BGH 6a. Zivilsenat, Urteil vom 28.10.2025, AZ VIa ZR 247/21, ECLI:DE:BGH:2025:281025UVIAZR247.21.0
Verfahrensgang
vorgehend OLG München, 20. August 2021, Az: 20 U 3366/19
vorgehend LG Landshut, 7. Juni 2019, Az: 44 O 1241/18
Tenor
Auf die Revision des Klägers wird das Urteil des 20. Zivilsenats des Oberlandesgerichts München vom 20. August 2021 im Kostenpunkt und insoweit aufgehoben, als das Berufungsgericht betreffend eine deliktische Schädigung des Klägers durch das Inverkehrbringen des im Berufungsantrag näher bezeichneten Fahrzeugs zum Nachteil des Klägers erkannt hat.
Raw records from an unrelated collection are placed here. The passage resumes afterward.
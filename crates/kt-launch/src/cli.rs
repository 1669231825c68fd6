use std::path::PathBuf;

use clap::Parser;
use kt_kube::KubeConfig;
use kt_model::{
    DEFAULT_IMAGE, DEFAULT_NAMESPACE, DEFAULT_PORT, DEFAULT_WORKERS, Invocation, KeyValue,
};
use kt_observe::{LoggerConfig, LoggerFormat, LoggerLevel, LoggerTimeZone};

/// Launch a distributed TensorFlow training attempt on Kubernetes, or tear one down.
#[derive(Parser, Debug)]
#[command(name = "kt-launch")]
#[command(version, about, long_about = None)]
pub struct Cli {
    /// Training script shipped to every worker
    #[arg(value_name = "PATH", required_unless_present = "delete")]
    pub script: Option<PathBuf>,

    /// Delete every resource of the attempt with this label
    #[arg(short, long, value_name = "LABEL", conflicts_with = "script")]
    pub delete: Option<String>,

    /// Number of workers
    #[arg(short, long, default_value_t = DEFAULT_WORKERS)]
    pub workers: u32,

    /// Namespace to work in
    #[arg(short, long, env = "KT_NAMESPACE", default_value = DEFAULT_NAMESPACE)]
    pub namespace: String,

    /// Port every worker listens on
    #[arg(short, long, default_value_t = DEFAULT_PORT)]
    pub port: u16,

    /// Script whose lines replace the container command
    #[arg(short, long, value_name = "PATH")]
    pub entrypoint: Option<PathBuf>,

    /// Container image for the workers
    #[arg(short, long, default_value = DEFAULT_IMAGE)]
    pub image: String,

    /// Extra worker env var, repeatable
    #[arg(long = "env", value_name = "KEY=VALUE")]
    pub env: Vec<KeyValue>,

    /// Worker pod template
    #[arg(long, default_value = "templates/pod.yaml")]
    pub pod_template: PathBuf,

    /// Endpoint service template
    #[arg(long, default_value = "templates/service.yaml")]
    pub service_template: PathBuf,

    /// Kubeconfig file; inferred when omitted
    #[arg(long, value_name = "PATH")]
    pub kubeconfig: Option<PathBuf>,

    /// Kubeconfig context; current context when omitted
    #[arg(long)]
    pub context: Option<String>,

    /// Validate every request server-side without persisting anything
    #[arg(long)]
    pub dry_run: bool,

    /// Log filter (debug, info, kt_core=trace, ...)
    #[arg(long, env = "KT_LOG", default_value = "info")]
    pub log_level: LoggerLevel,

    /// Log output format (text, json, journald)
    #[arg(long, default_value = "text")]
    pub log_format: LoggerFormat,

    /// Timezone of log timestamps (utc, local)
    #[arg(long, env = "KT_LOG_TZ", default_value = "utc")]
    pub log_tz: LoggerTimeZone,

    /// Print the module path of every log event
    #[arg(long)]
    pub log_targets: bool,

    /// Never colour log output
    #[arg(long)]
    pub no_color: bool,
}

impl Cli {
    pub fn invocation(&self) -> Invocation {
        Invocation {
            script: self.script.clone(),
            delete: self.delete.clone(),
            workers: self.workers,
            port: self.port,
            image: self.image.clone(),
            entrypoint: self.entrypoint.clone(),
            env: self.env.clone(),
            pod_template: self.pod_template.clone(),
            service_template: self.service_template.clone(),
        }
    }

    pub fn kube_config(&self) -> KubeConfig {
        KubeConfig {
            namespace: self.namespace.clone(),
            kubeconfig: self.kubeconfig.clone(),
            context: self.context.clone(),
            dry_run: self.dry_run,
        }
    }

    pub fn logger_config(&self) -> LoggerConfig {
        LoggerConfig {
            with_targets: self.log_targets,
            use_color: !self.no_color,
            ..LoggerConfig::default()
        }
        .with_level(self.log_level.clone())
        .with_format(self.log_format)
        .with_time_zone(self.log_tz)
    }
}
Im Umfang der Aufhebung wird die Sache zur neuen Verhandlung und Entscheidung, auch über die Kosten des Revisionsverfahrens, an das Berufungsgericht zurückverwiesen.
Der Streitwert für die Revision wird auf bis 40.000 € festgesetzt.
Von Rechts wegen
Tatbestand
1
Der Kläger nimmt die Beklagte wegen der Verwendung unzulässiger Abschalteinrichtungen in einem Kraftfahrzeug auf Schadensersatz in Anspruch.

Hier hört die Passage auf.